In vitro development and validation of a non-invasive ¹³C-stable isotope assay for ornithine decarboxylase

Oesophageal cancer is a significant cause of cancer related mortality, with increasing incidence worldwide. Ornithine decarboxylase (ODC) is an enzyme involved in polyamine synthesis and cellular proliferation, and ODC expression and activity has been implicated as a prognostic marker of oesophageal cancer. This study aimed to develop and optimise an in vitro ¹³C-stable isotope assay for ODC activity as a non-invasive marker of oesophageal cancer.
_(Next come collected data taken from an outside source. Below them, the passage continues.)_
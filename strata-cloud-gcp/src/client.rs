//! Authorized HTTP calls to Google APIs with bounded retries

use crate::auth::{GcpAuth, CLOUD_PLATFORM_SCOPE};
use crate::classify::{is_network_error, is_transient_status};
use crate::metrics::{GCP_REQUESTS_TOTAL, GCP_REQUEST_DURATION, GCP_REQUEST_RETRIES};
use crate::{Error, Result};
use std::sync::Arc;
use std::time::Duration;

const MAX_ATTEMPTS: u32 = 3;
const INITIAL_BACKOFF_MS: u64 = 100;

/// Shared client for Cloud Storage and Cloud KMS calls
///
/// Transient failures (network, 408, 429, 5xx) are retried with
/// exponential backoff and jitter. A 429 `Retry-After` header overrides
/// the backoff delay.
#[derive(Clone)]
pub struct ApiClient {
    http: reqwest::Client,
    auth: Arc<GcpAuth>,
    max_attempts: u32,
    initial_backoff_ms: u64,
}

impl ApiClient {
    pub fn new(auth: Arc<GcpAuth>) -> Result<Self> {
        let http = reqwest::Client::builder()
            .timeout(Duration::from_secs(300))
            .build()
            .map_err(|e| Error::Internal(format!("Failed to create HTTP client: {}", e)))?;
        Ok(Self {
            http,
            auth,
            max_attempts: MAX_ATTEMPTS,
            initial_backoff_ms: INITIAL_BACKOFF_MS,
        })
    }

    /// Override the retry budget
    pub fn with_retries(mut self, max_attempts: u32, initial_backoff: Duration) -> Self {
        self.max_attempts = max_attempts.max(1);
        self.initial_backoff_ms = initial_backoff.as_millis().max(1) as u64;
        self
    }

    /// Send the request produced by `build` until it succeeds or the
    /// failure is permanent. Non-success responses become [`Error::Api`].
    pub async fn send<F>(&self, operation: &str, build: F) -> Result<reqwest::Response>
    where
        F: Fn(&reqwest::Client) -> reqwest::RequestBuilder,
    {
        let mut attempt = 0;
        let mut backoff_ms = self.initial_backoff_ms;

        loop {
            attempt += 1;
            let token = self.auth.get_access_token(CLOUD_PLATFORM_SCOPE).await?;

            let timer = GCP_REQUEST_DURATION
                .with_label_values(&[operation])
                .start_timer();
            let result = build(&self.http).bearer_auth(&token).send().await;
            drop(timer);

            let response = match result {
                Ok(response) => response,
                Err(e) if is_network_error(&e) && attempt < self.max_attempts => {
                    GCP_REQUEST_RETRIES.with_label_values(&["network"]).inc();
                    tracing::warn!(
                        operation = operation,
                        attempt = attempt,
                        error = %e,
                        "GCP request failed, retrying"
                    );
                    sleep_with_jitter(backoff_ms).await;
                    backoff_ms *= 2;
                    continue;
                }
                Err(e) => {
                    let error = Error::Http(e);
                    record_outcome(operation, &error);
                    return Err(error);
                }
            };

            let status = response.status();
            if status.is_success() {
                GCP_REQUESTS_TOTAL
                    .with_label_values(&[operation, "success"])
                    .inc();
                return Ok(response);
            }

            let retry_after_ms = if status.as_u16() == 429 {
                response
                    .headers()
                    .get("retry-after")
                    .and_then(|v| v.to_str().ok())
                    .and_then(|s| s.parse::<u64>().ok())
                    .map(|secs| secs * 1000)
            } else {
                None
            };
            let body = response.text().await.unwrap_or_default();
            let error = Error::Api {
                status: status.as_u16(),
                message: body,
            };

            if !is_transient_status(status.as_u16()) || attempt >= self.max_attempts {
                record_outcome(operation, &error);
                if attempt > 1 {
                    tracing::warn!(
                        operation = operation,
                        attempts = attempt,
                        status = %status,
                        "GCP request failed after retries"
                    );
                }
                return Err(error);
            }

            let reason = if status.as_u16() == 429 { "429" } else { "5xx" };
            GCP_REQUEST_RETRIES.with_label_values(&[reason]).inc();
            tracing::warn!(
                operation = operation,
                status = %status,
                attempt = attempt,
                max_attempts = self.max_attempts,
                retry_after = ?retry_after_ms,
                "GCP request returned retryable status"
            );

            match retry_after_ms {
                Some(delay_ms) => {
                    tokio::time::sleep(Duration::from_millis(delay_ms)).await;
                }
                None => {
                    sleep_with_jitter(backoff_ms).await;
                    backoff_ms *= 2;
                }
            }
        }
    }
}

async fn sleep_with_jitter(backoff_ms: u64) {
    let jitter = rand::random::<u64>() % (backoff_ms / 2).max(1);
    tokio::time::sleep(Duration::from_millis(backoff_ms + jitter)).await;
}

fn record_outcome(operation: &str, error: &Error) {
    let outcome = if error.is_not_found() {
        "not_found"
    } else if error.is_transient() {
        "transient"
    } else {
        "permanent"
    };
    GCP_REQUESTS_TOTAL
        .with_label_values(&[operation, outcome])
        .inc();
}
//! In-memory storage backend
//!
//! Same semantics as [`PostgresStorage`](crate::PostgresStorage) for
//! single-process use and tests. Each call takes one lock, so every
//! single-row update is atomic.

use crate::models::*;
use crate::store::{
    merge_metadata, validate_backup_status, validate_non_empty_string,
    validate_pagination_params, validate_test_status, BackupRecordUpdate, BackupStore, JobStore,
    RecoveryTestStore, RecoveryTestUpdate,
};
use crate::{Error, Result};
use async_trait::async_trait;
use chrono::{DateTime, Utc};
use parking_lot::RwLock;
use sqlx::types::Json;
use std::collections::HashMap;
use std::sync::atomic::{AtomicBool, Ordering};
use uuid::Uuid;

#[derive(Default)]
pub struct InMemoryStorage {
    backups: RwLock<HashMap<Uuid, BackupRecordModel>>,
    tests: RwLock<HashMap<Uuid, RecoveryTestModel>>,
    jobs: RwLock<HashMap<Uuid, BackupJobModel>>,
    unavailable: AtomicBool,
}

impl InMemoryStorage {
    pub fn new() -> Self {
        Self::default()
    }

    /// Simulate an outage: every call fails with `ConnectionFailed` until reset
    pub fn set_unavailable(&self, unavailable: bool) {
        self.unavailable.store(unavailable, Ordering::SeqCst);
    }

    fn check_available(&self) -> Result<()> {
        if self.unavailable.load(Ordering::SeqCst) {
            return Err(Error::ConnectionFailed(
                "in-memory store marked unavailable".to_string(),
            ));
        }
        Ok(())
    }

    /// Snapshot of all backup records
    pub fn all_backup_records(&self) -> Vec<BackupRecordModel> {
        self.backups.read().values().cloned().collect()
    }

    /// Snapshot of all jobs, oldest first
    pub fn all_jobs(&self) -> Vec<BackupJobModel> {
        let mut jobs: Vec<_> = self.jobs.read().values().cloned().collect();
        jobs.sort_by_key(|job| job.created_at);
        jobs
    }

    fn job_mut<F>(&self, id: Uuid, f: F) -> Result<()>
    where
        F: FnOnce(&mut BackupJobModel),
    {
        self.check_available()?;
        let mut jobs = self.jobs.write();
        let job = jobs
            .get_mut(&id)
            .ok_or_else(|| Error::NotFound(format!("Job {}", id)))?;
        f(job);
        job.updated_at = Utc::now();
        Ok(())
    }
}

#[async_trait]
impl BackupStore for InMemoryStorage {
    async fn create_backup_record(&self, record: &BackupRecordModel) -> Result<()> {
        self.check_available()?;
        validate_non_empty_string(&record.database_name, "Database name")?;
        validate_non_empty_string(&record.region, "Region")?;
        validate_backup_status(&record.status)?;

        let mut backups = self.backups.write();
        if backups.contains_key(&record.id) {
            return Err(Error::AlreadyExists(format!("Backup record {}", record.id)));
        }
        backups.insert(record.id, record.clone());
        Ok(())
    }

    async fn get_backup_record(&self, id: Uuid) -> Result<BackupRecordModel> {
        self.check_available()?;
        self.backups
            .read()
            .get(&id)
            .cloned()
            .ok_or_else(|| Error::NotFound(format!("Backup record {}", id)))
    }

    async fn update_backup_record(
        &self,
        id: Uuid,
        update: &BackupRecordUpdate,
    ) -> Result<BackupRecordModel> {
        self.check_available()?;
        if let Some(status) = &update.status {
            validate_backup_status(status)?;
        }

        let mut backups = self.backups.write();
        let record = backups
            .get_mut(&id)
            .ok_or_else(|| Error::NotFound(format!("Backup record {}", id)))?;

        if let Some(v) = &update.status {
            record.status = v.clone();
        }
        if let Some(v) = &update.storage_key {
            record.storage_key = Some(v.clone());
        }
        if let Some(v) = &update.encrypted_storage_key {
            record.encrypted_storage_key = Some(v.clone());
        }
        if let Some(v) = &update.replicated_storage_key {
            record.replicated_storage_key = Some(v.clone());
        }
        if let Some(v) = &update.encryption_key_id {
            record.encryption_key_id = Some(v.clone());
        }
        if let Some(v) = update.backup_size_bytes {
            record.backup_size_bytes = Some(v);
        }
        if let Some(v) = &update.checksum_md5 {
            record.checksum_md5 = Some(v.clone());
        }
        if let Some(v) = &update.checksum_sha256 {
            record.checksum_sha256 = Some(v.clone());
        }
        if let Some(v) = update.integrity_verified {
            record.integrity_verified = v;
        }
        if let Some(v) = update.retry_count {
            record.retry_count = v;
        }
        if let Some(v) = &update.error_message {
            record.error_message = v.clone();
        }
        if let Some(patch) = &update.metadata {
            merge_metadata(&mut record.metadata.0, patch);
        }
        if let Some(v) = update.verified_at {
            record.verified_at = Some(v);
        }
        if let Some(v) = update.completed_at {
            record.completed_at = Some(v);
        }
        record.updated_at = Utc::now();

        Ok(record.clone())
    }

    async fn delete_backup_record(&self, id: Uuid) -> Result<bool> {
        self.check_available()?;
        Ok(self.backups.write().remove(&id).is_some())
    }

    async fn find_latest_verified(&self) -> Result<Option<BackupRecordModel>> {
        self.check_available()?;
        Ok(self
            .backups
            .read()
            .values()
            .filter(|r| r.is_restorable())
            .max_by_key(|r| (r.completed_at, r.created_at))
            .cloned())
    }

    async fn find_expired(&self, cutoff: DateTime<Utc>) -> Result<Vec<BackupRecordModel>> {
        self.check_available()?;
        let mut expired: Vec<_> = self
            .backups
            .read()
            .values()
            .filter(|r| r.status == backup_status::COMPLETED && r.created_at < cutoff)
            .cloned()
            .collect();
        expired.sort_by_key(|r| r.created_at);
        Ok(expired)
    }

    async fn list_verified(&self) -> Result<Vec<BackupRecordModel>> {
        self.check_available()?;
        let mut verified: Vec<_> = self
            .backups
            .read()
            .values()
            .filter(|r| r.is_restorable())
            .cloned()
            .collect();
        verified.sort_by(|a, b| b.created_at.cmp(&a.created_at));
        Ok(verified)
    }

    async fn list_backup_records(
        &self,
        status: Option<&str>,
        limit: i64,
        offset: i64,
    ) -> Result<Vec<BackupRecordModel>> {
        self.check_available()?;
        validate_pagination_params(limit, offset)?;
        if let Some(status) = status {
            validate_backup_status(status)?;
        }

        let mut records: Vec<_> = self
            .backups
            .read()
            .values()
            .filter(|r| status.map_or(true, |s| r.status == s))
            .cloned()
            .collect();
        records.sort_by(|a, b| b.created_at.cmp(&a.created_at));
        Ok(records
            .into_iter()
            .skip(offset as usize)
            .take(limit as usize)
            .collect())
    }

    async fn list_backup_records_updated_since(
        &self,
        status: &str,
        since: DateTime<Utc>,
    ) -> Result<Vec<BackupRecordModel>> {
        self.check_available()?;
        validate_backup_status(status)?;

        let mut records: Vec<_> = self
            .backups
            .read()
            .values()
            .filter(|r| r.status == status && r.updated_at >= since)
            .cloned()
            .collect();
        records.sort_by(|a, b| b.updated_at.cmp(&a.updated_at));
        Ok(records)
    }

    async fn health_check(&self) -> Result<()> {
        self.check_available()
    }
}

#[async_trait]
impl RecoveryTestStore for InMemoryStorage {
    async fn create_recovery_test(&self, test: &RecoveryTestModel) -> Result<()> {
        self.check_available()?;
        validate_non_empty_string(&test.test_database_name, "Test database name")?;
        validate_test_status(&test.status)?;

        if !self.backups.read().contains_key(&test.backup_record_id) {
            return Err(Error::NotFound(format!(
                "Backup record {}",
                test.backup_record_id
            )));
        }

        let mut tests = self.tests.write();
        if tests.contains_key(&test.id) {
            return Err(Error::AlreadyExists(format!("Recovery test {}", test.id)));
        }
        tests.insert(test.id, test.clone());
        Ok(())
    }

    async fn get_recovery_test(&self, id: Uuid) -> Result<RecoveryTestModel> {
        self.check_available()?;
        self.tests
            .read()
            .get(&id)
            .cloned()
            .ok_or_else(|| Error::NotFound(format!("Recovery test {}", id)))
    }

    async fn update_recovery_test(
        &self,
        id: Uuid,
        update: &RecoveryTestUpdate,
    ) -> Result<RecoveryTestModel> {
        self.check_available()?;
        if let Some(status) = &update.status {
            validate_test_status(status)?;
        }

        let mut tests = self.tests.write();
        let test = tests
            .get_mut(&id)
            .ok_or_else(|| Error::NotFound(format!("Recovery test {}", id)))?;

        if let Some(v) = &update.status {
            test.status = v.clone();
        }
        if let Some(v) = &update.validation_results {
            test.validation_results = Some(Json(v.clone()));
        }
        if let Some(v) = &update.performance_metrics {
            test.performance_metrics = Some(Json(v.clone()));
        }
        if let Some(v) = &update.error_message {
            test.error_message = v.clone();
        }
        if let Some(v) = update.retry_count {
            test.retry_count = v;
        }
        if let Some(v) = update.test_completed_at {
            test.test_completed_at = Some(v);
        }
        test.updated_at = Utc::now();

        Ok(test.clone())
    }

    async fn latest_finished_recovery_test(&self) -> Result<Option<RecoveryTestModel>> {
        self.check_available()?;
        Ok(self
            .tests
            .read()
            .values()
            .filter(|t| t.status == test_status::PASSED || t.status == test_status::FAILED)
            .max_by_key(|t| t.created_at)
            .cloned())
    }

    async fn list_recovery_tests_for_backup(
        &self,
        backup_record_id: Uuid,
    ) -> Result<Vec<RecoveryTestModel>> {
        self.check_available()?;
        let mut tests: Vec<_> = self
            .tests
            .read()
            .values()
            .filter(|t| t.backup_record_id == backup_record_id)
            .cloned()
            .collect();
        tests.sort_by(|a, b| b.created_at.cmp(&a.created_at));
        Ok(tests)
    }
}

#[async_trait]
impl JobStore for InMemoryStorage {
    async fn enqueue_job(&self, job: &BackupJobModel) -> Result<()> {
        self.check_available()?;
        validate_non_empty_string(&job.job_name, "Job name")?;

        let mut jobs = self.jobs.write();
        if jobs.contains_key(&job.id) {
            return Err(Error::AlreadyExists(format!("Job {}", job.id)));
        }
        jobs.insert(job.id, job.clone());
        Ok(())
    }

    async fn get_job(&self, id: Uuid) -> Result<BackupJobModel> {
        self.check_available()?;
        self.jobs
            .read()
            .get(&id)
            .cloned()
            .ok_or_else(|| Error::NotFound(format!("Job {}", id)))
    }

    async fn claim_next_job(&self, now: DateTime<Utc>) -> Result<Option<BackupJobModel>> {
        self.check_available()?;
        let mut jobs = self.jobs.write();

        let candidate = jobs
            .values()
            .filter(|job| {
                (job.state == job_state::QUEUED && job.run_at <= now)
                    || (job.state == job_state::RUNNING
                        && job.locked_until.map_or(false, |until| until < now))
            })
            .min_by_key(|job| (job.run_at, job.created_at))
            .map(|job| job.id);

        let Some(id) = candidate else {
            return Ok(None);
        };
        let Some(job) = jobs.get_mut(&id) else {
            return Ok(None);
        };

        if job.state == job_state::RUNNING {
            job.last_error = Some("Reclaimed after lock expiry".to_string());
        }
        job.state = job_state::RUNNING.to_string();
        job.attempts += 1;
        job.locked_until = Some(now + chrono::Duration::milliseconds(job.timeout_ms));
        job.updated_at = now;

        Ok(Some(job.clone()))
    }

    async fn complete_job(&self, id: Uuid) -> Result<()> {
        self.job_mut(id, |job| {
            job.state = job_state::SUCCEEDED.to_string();
            job.locked_until = None;
            job.completed_at = Some(Utc::now());
        })
    }

    async fn reschedule_job(&self, id: Uuid, run_at: DateTime<Utc>, error: &str) -> Result<()> {
        self.job_mut(id, |job| {
            job.state = job_state::QUEUED.to_string();
            job.run_at = run_at;
            job.locked_until = None;
            job.last_error = Some(error.to_string());
        })
    }

    async fn fail_job(&self, id: Uuid, error: &str) -> Result<()> {
        self.job_mut(id, |job| {
            job.state = job_state::FAILED.to_string();
            job.locked_until = None;
            job.last_error = Some(error.to_string());
            job.completed_at = Some(Utc::now());
        })
    }

    async fn count_jobs_by_state(&self) -> Result<Vec<(String, i64)>> {
        self.check_available()?;
        let mut counts: HashMap<String, i64> = HashMap::new();
        for job in self.jobs.read().values() {
            *counts.entry(job.state.clone()).or_default() += 1;
        }
        let mut counts: Vec<_> = counts.into_iter().collect();
        counts.sort();
        Ok(counts)
    }
}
Experiments were performed in triplicate (n = 3/group/cell line) using Caco2, HeLa, Flo-1, OE33, TE7 and OE21 cell lines (colorectal, cervical, oesophageal adenocarcinoma and oesophageal squamous carcinoma respectively). Following addition of 2mM ¹³C-ornithine to cells, 10 ml gas samples were collected from the headspace every 20 min for a total of five hours. Gas samples were analysed using isotope ratio mass spectrometry to quantify ¹³CO₂. Assay specificity was determined using the selective ODC inhibitor, N-(4′-Pyridoxil)-Ornithine(BOC)-OMe (POB). All data is expressed as δ ¹³CO₂ from baseline. High ODC activity was detected by ¹³C-ornithine assay in Caco2 (32.00 ±< 1.12 δ ¹³CO₂) in contrast to HeLa cells (5.44 ± 0.14 δ ¹³CO₂) cells. POB inhibited activity in Caco2 cells to 12.87 ± 1.10 δ ¹³CO₂. Differential ODC activity was detected in all oesophageal cancer cells, and 53 h incubation of cell lines with POB reduced activity by 72%, 56%, 64% and 69% in the Flo-1, OE33, OE21 and TE7 cell lines respectively. We have shown that ODC activity can be selectively detected by a non-invasive, stable-isotope ¹³C-ornithine assay. ODC activity was detected in all oesophageal cancer cell lines in vitro. Further studies are indicated to quantify ODC activity in oesophageal cancer patients.